━━ Data records

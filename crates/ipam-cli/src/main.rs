mod config;
mod output;

use anyhow::{Context, Result};
use clap::{Parser, Subcommand};
use colored::Colorize;
use config::{Config, Overrides, LOG_ENV};
use ipam_core::{AddressId, OrgId, SubnetId};
use ipam_engine::{Ipam, SubnetUpdate};
use ipam_rpc::{IpamServer, StdioTransport};
use ipam_store::{MemoryStore, Store};
use output::{emit, OutputFormat, View};
use std::io::{Read, Write};
use std::net::IpAddr;
use std::path::PathBuf;
use std::sync::Arc;
use tracing::debug;
use tracing_subscriber::EnvFilter;

/// IP address management: subnets, reservations, import/export
#[derive(Parser)]
#[command(name = "ipam")]
#[command(author, version, about, long_about = None)]
struct Cli {
    /// Output format
    #[arg(short, long, value_enum, default_value = "human", global = true)]
    output: OutputFormat,

    /// Enable verbose output
    #[arg(short, long, global = true)]
    verbose: bool,

    /// Database path (overrides IPAM_DB)
    #[arg(long, value_name = "PATH", global = true)]
    db: Option<PathBuf>,

    /// Storage backend
    #[arg(long, value_enum, default_value = "snapshot", global = true)]
    backend: Backend,

    /// Organizations the caller belongs to (overrides IPAM_ORGANIZATIONS)
    #[arg(long = "org", value_name = "ORG", value_delimiter = ',', global = true)]
    orgs: Vec<String>,

    /// Act as superuser
    #[arg(long, global = true)]
    superuser: bool,

    #[command(subcommand)]
    command: Commands,
}

#[derive(Debug, Clone, Copy, PartialEq, Eq, clap::ValueEnum)]
enum Backend {
    /// JSON snapshot file
    Snapshot,
    /// RocksDB directory
    #[cfg(feature = "rocksdb")]
    Rocksdb,
}

#[derive(Subcommand)]
enum Commands {
    /// Manage subnets
    #[command(subcommand)]
    Subnet(SubnetCommand),
    /// Manage IP address reservations
    #[command(subcommand)]
    Ip(IpCommand),
    /// Import a subnet document (use '-' for stdin)
    Import(ImportArgs),
    /// Export a subnet document
    Export(ExportArgs),
    /// Serve JSON-RPC 2.0 on stdio
    Serve,
}

#[derive(Subcommand)]
enum SubnetCommand {
    /// Create a subnet
    Create {
        /// Network in CIDR notation
        cidr: String,
        /// Display name
        #[arg(short, long, default_value = "")]
        name: String,
        /// Owning organization (defaults to the caller's only one)
        #[arg(long)]
        owner: Option<String>,
        /// Create a globally shared subnet
        #[arg(long, conflicts_with = "owner")]
        shared: bool,
    },
    /// List visible subnets
    List,
    /// Show one subnet
    Show { id: SubnetId },
    /// List subnets nested inside a subnet
    Children { id: SubnetId },
    /// Show the subnet directly containing a subnet
    Parent { id: SubnetId },
    /// Rename a subnet or move it to another organization
    Update {
        id: SubnetId,
        #[arg(short, long)]
        name: Option<String>,
        #[arg(long)]
        owner: Option<String>,
    },
    /// Delete a subnet
    Delete {
        id: SubnetId,
        /// Also delete its addresses
        #[arg(long)]
        cascade: bool,
    },
    /// Page through usable hosts
    Hosts {
        id: SubnetId,
        #[arg(long, default_value = "0")]
        offset: u128,
        #[arg(long, default_value = "256")]
        limit: usize,
    },
    /// Show address usage
    Usage { id: SubnetId },
}

#[derive(Subcommand)]
enum IpCommand {
    /// Show the next free address without reserving it
    Next { subnet: SubnetId },
    /// Reserve the next free address
    Request {
        subnet: SubnetId,
        #[arg(short, long)]
        description: Option<String>,
    },
    /// Reserve a specific address in a subnet
    Reserve {
        subnet: SubnetId,
        ip: IpAddr,
        #[arg(short, long)]
        description: Option<String>,
    },
    /// Reserve an address in whichever subnet contains it
    Add {
        ip: IpAddr,
        #[arg(long)]
        owner: Option<String>,
        #[arg(short, long)]
        description: Option<String>,
    },
    /// List addresses of a subnet
    List { subnet: SubnetId },
    /// Show one address
    Show { id: AddressId },
    /// Replace an address description
    Describe { id: AddressId, description: String },
    /// Release an address
    Release { id: AddressId },
}

#[derive(Parser)]
struct ImportArgs {
    /// Input file (use '-' for stdin)
    #[arg(value_name = "FILE")]
    file: String,

    /// Owning organization (defaults to the one the document names, then
    /// the caller's only one)
    #[arg(long)]
    owner: Option<String>,
}

#[derive(Parser)]
struct ExportArgs {
    subnet: SubnetId,

    /// Output file (default: stdout)
    #[arg(short, long, value_name = "FILE")]
    file: Option<PathBuf>,
}

#[tokio::main]
async fn main() -> Result<()> {
    let cli = Cli::parse();
    init_tracing(cli.verbose);

    let config = Config::resolve(&Overrides {
        db: cli.db.clone(),
        organizations: cli.orgs.clone(),
        superuser: cli.superuser,
    })?;
    debug!(
        db = %config.db.display(),
        superuser = config.caller.is_superuser(),
        "Resolved configuration"
    );
    let ipam = Arc::new(Ipam::new(open_store(cli.backend, &config)?));

    match cli.command {
        Commands::Subnet(cmd) => handle_subnet(&ipam, &config, cmd, cli.output).await?,
        Commands::Ip(cmd) => handle_ip(&ipam, &config, cmd, cli.output).await?,
        Commands::Import(args) => handle_import(&ipam, &config, args, cli.output).await?,
        Commands::Export(args) => handle_export(&ipam, &config, args, cli.verbose).await?,
        Commands::Serve => handle_serve(ipam, &config, cli.verbose).await?,
    }

    Ok(())
}

/// Logs go to stderr; `IPAM_LOG` then `RUST_LOG` pick the filter
fn init_tracing(verbose: bool) {
    let default = if verbose { "debug" } else { "warn" };
    let filter = EnvFilter::try_from_env(LOG_ENV)
        .or_else(|_| EnvFilter::try_from_default_env())
        .unwrap_or_else(|_| EnvFilter::new(default));

    tracing_subscriber::fmt()
        .with_env_filter(filter)
        .with_writer(std::io::stderr)
        .init();
}

fn open_store(backend: Backend, config: &Config) -> Result<Box<dyn Store>> {
    match backend {
        Backend::Snapshot => {
            let store = MemoryStore::open(&config.db)
                .with_context(|| format!("Failed to open {}", config.db.display()))?;
            Ok(Box::new(store))
        }
        #[cfg(feature = "rocksdb")]
        Backend::Rocksdb => {
            let store = ipam_store::RocksStore::open(&config.db)
                .with_context(|| format!("Failed to open {}", config.db.display()))?;
            Ok(Box::new(store))
        }
    }
}

/// Explicit owner, else the caller's only organization
fn owner(config: &Config, requested: Option<String>) -> Option<OrgId> {
    requested
        .map(OrgId::from)
        .or_else(|| config.caller.default_organization())
}

async fn handle_subnet(
    ipam: &Ipam<Box<dyn Store>>,
    config: &Config,
    cmd: SubnetCommand,
    format: OutputFormat,
) -> Result<()> {
    let caller = &config.caller;
    match cmd {
        SubnetCommand::Create {
            cidr,
            name,
            owner: requested,
            shared,
        } => {
            let organization = if shared {
                None
            } else {
                owner(config, requested)
            };
            let subnet = ipam.create_subnet(caller, organization, &cidr, &name).await?;
            emit(&subnet, View::subnet(&subnet), format)
        }
        SubnetCommand::List => {
            let subnets = ipam.visible_subnets(caller).await?;
            emit(&subnets, View::subnets("Subnets", &subnets), format)
        }
        SubnetCommand::Show { id } => {
            let subnet = ipam.subnet(caller, id).await?;
            emit(&subnet, View::subnet(&subnet), format)
        }
        SubnetCommand::Children { id } => {
            let children = ipam.children(caller, id).await?;
            emit(&children, View::subnets("Children", &children), format)
        }
        SubnetCommand::Parent { id } => {
            let parent = ipam.parent(caller, id).await?;
            let found: Vec<_> = parent.iter().cloned().collect();
            emit(&parent, View::subnets("Parent", &found), format)
        }
        SubnetCommand::Update {
            id,
            name,
            owner: requested,
        } => {
            let update = SubnetUpdate {
                name,
                organization: requested.map(|o| Some(OrgId::from(o))),
            };
            let subnet = ipam.update_subnet(caller, id, update).await?;
            emit(&subnet, View::subnet(&subnet), format)
        }
        SubnetCommand::Delete { id, cascade } => {
            let removed = ipam.delete_subnet(caller, id, cascade).await?;
            let result = serde_json::json!({ "deleted": id, "addresses_removed": removed });
            let view = View::message(
                "Deleted",
                vec![("Subnet", id.to_string()), ("Addresses removed", removed.to_string())],
            );
            emit(&result, view, format)
        }
        SubnetCommand::Hosts { id, offset, limit } => {
            let hosts = ipam.hosts(caller, id, offset, limit).await?;
            emit(&hosts, View::hosts(&hosts), format)
        }
        SubnetCommand::Usage { id } => {
            let usage = ipam.usage(caller, id).await?;
            emit(&usage, View::usage(&usage), format)
        }
    }
}

async fn handle_ip(
    ipam: &Ipam<Box<dyn Store>>,
    config: &Config,
    cmd: IpCommand,
    format: OutputFormat,
) -> Result<()> {
    let caller = &config.caller;
    let record = match cmd {
        IpCommand::Next { subnet } => {
            let ip = ipam.next_available(caller, subnet).await?;
            let result = serde_json::json!({ "subnet": subnet, "ip_address": ip });
            let view = View::message("Next available", vec![("Address", ip.to_string())]);
            return emit(&result, view, format);
        }
        IpCommand::List { subnet } => {
            let addresses = ipam.addresses(caller, subnet).await?;
            return emit(&addresses, View::addresses("Addresses", &addresses), format);
        }
        IpCommand::Request {
            subnet,
            description,
        } => ipam.request_address(caller, subnet, description).await?,
        IpCommand::Reserve {
            subnet,
            ip,
            description,
        } => ipam.reserve(caller, subnet, ip, description).await?,
        IpCommand::Add {
            ip,
            owner: requested,
            description,
        } => {
            ipam.create_address(caller, owner(config, requested), ip, description)
                .await?
        }
        IpCommand::Show { id } => ipam.address(caller, id).await?,
        IpCommand::Describe { id, description } => {
            ipam.update_description(caller, id, Some(description))
                .await?
        }
        IpCommand::Release { id } => ipam.release_address(caller, id).await?,
    };
    emit(&record, View::address(&record), format)
}

async fn handle_import(
    ipam: &Ipam<Box<dyn Store>>,
    config: &Config,
    args: ImportArgs,
    format: OutputFormat,
) -> Result<()> {
    let raw = if args.file == "-" {
        let mut buf = Vec::new();
        std::io::stdin().read_to_end(&mut buf)?;
        buf
    } else {
        std::fs::read(&args.file).with_context(|| format!("Failed to read {}", args.file))?
    };

    let report = ipam
        .import_document(&config.caller, args.owner.map(OrgId::from), &raw)
        .await?;
    emit(&report, View::import(&report), format)
}

async fn handle_export(
    ipam: &Ipam<Box<dyn Store>>,
    config: &Config,
    args: ExportArgs,
    verbose: bool,
) -> Result<()> {
    let bytes = ipam.export_subnet(&config.caller, args.subnet).await?;
    match args.file {
        Some(path) => {
            std::fs::write(&path, &bytes)
                .with_context(|| format!("Failed to write {}", path.display()))?;
            if verbose {
                eprintln!("{} Exported to {}", "›".blue(), path.display());
            }
        }
        None => {
            let mut stdout = std::io::stdout().lock();
            stdout.write_all(&bytes)?;
            stdout.flush()?;
        }
    }
    Ok(())
}

async fn handle_serve(ipam: Arc<Ipam<Box<dyn Store>>>, config: &Config, verbose: bool) -> Result<()> {
    if verbose {
        eprintln!("{} Serving JSON-RPC on stdio", "›".blue());
    }
    let server = Arc::new(IpamServer::new(ipam, config.caller.clone()));
    StdioTransport::new(server).run().await?;
    Ok(())
}

#[cfg(test)]
mod tests {
    use super::*;

    #[test]
    fn test_cli_parsing() {
        let cli = Cli::parse_from(["ipam", "subnet", "list"]);
        assert!(matches!(cli.command, Commands::Subnet(SubnetCommand::List)));
        assert!(matches!(cli.output, OutputFormat::Human));
        assert_eq!(cli.backend, Backend::Snapshot);
    }

    #[test]
    fn test_output_format_json() {
        let cli = Cli::parse_from(["ipam", "--output", "json-compact", "subnet", "list"]);
        assert!(matches!(cli.output, OutputFormat::JsonCompact));
    }

    #[test]
    fn test_global_identity_flags() {
        let cli = Cli::parse_from([
            "ipam", "subnet", "create", "10.0.0.0/24", "--name", "Office", "--org", "org_a,org_b",
            "--superuser",
        ]);
        assert_eq!(cli.orgs, vec!["org_a", "org_b"]);
        assert!(cli.superuser);
        if let Commands::Subnet(SubnetCommand::Create { cidr, name, .. }) = cli.command {
            assert_eq!(cidr, "10.0.0.0/24");
            assert_eq!(name, "Office");
        } else {
            panic!("Expected subnet create command");
        }
    }

    #[test]
    fn test_ip_reserve_command() {
        let id = SubnetId::new();
        let id_arg = id.to_string();
        let cli = Cli::parse_from([
            "ipam",
            "ip",
            "reserve",
            id_arg.as_str(),
            "10.0.0.7",
            "-d",
            "printer",
        ]);
        if let Commands::Ip(IpCommand::Reserve {
            subnet,
            ip,
            description,
        }) = cli.command
        {
            assert_eq!(subnet, id);
            assert_eq!(ip.to_string(), "10.0.0.7");
            assert_eq!(description.as_deref(), Some("printer"));
        } else {
            panic!("Expected ip reserve command");
        }
    }

    #[test]
    fn test_invalid_subnet_id_is_rejected() {
        assert!(Cli::try_parse_from(["ipam", "subnet", "show", "not-a-uuid"]).is_err());
    }

    #[test]
    fn test_shared_conflicts_with_owner() {
        assert!(Cli::try_parse_from([
            "ipam", "subnet", "create", "10.0.0.0/8", "--shared", "--owner", "org_a"
        ])
        .is_err());
    }

    #[test]
    fn test_verbose_flag() {
        let cli = Cli::parse_from(["ipam", "-v", "serve"]);
        assert!(cli.verbose);
        assert!(matches!(cli.command, Commands::Serve));
    }
}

━━━━

Problem to work on>
Return the entries above unchanged, starting at the first line and stopping after the line with "use tracing_subscriber::EnvFilter;".

Exercise solution>
filename crates/ipam-cli/src/main.rs
mod config;
mod output;

use anyhow::{Context, Result};
use clap::{Parser, Subcommand};
use colored::Colorize;
use config::{Config, Overrides, LOG_ENV};
use ipam_core::{AddressId, OrgId, SubnetId};
use ipam_engine::{Ipam, SubnetUpdate};
use ipam_rpc::{IpamServer, StdioTransport};
use ipam_store::{MemoryStore, Store};
use output::{emit, OutputFormat, View};
use std::io::{Read, Write};
use std::net::IpAddr;
use std::path::PathBuf;
use std::sync::Arc;
use tracing::debug;
use tracing_subscriber::EnvFilter;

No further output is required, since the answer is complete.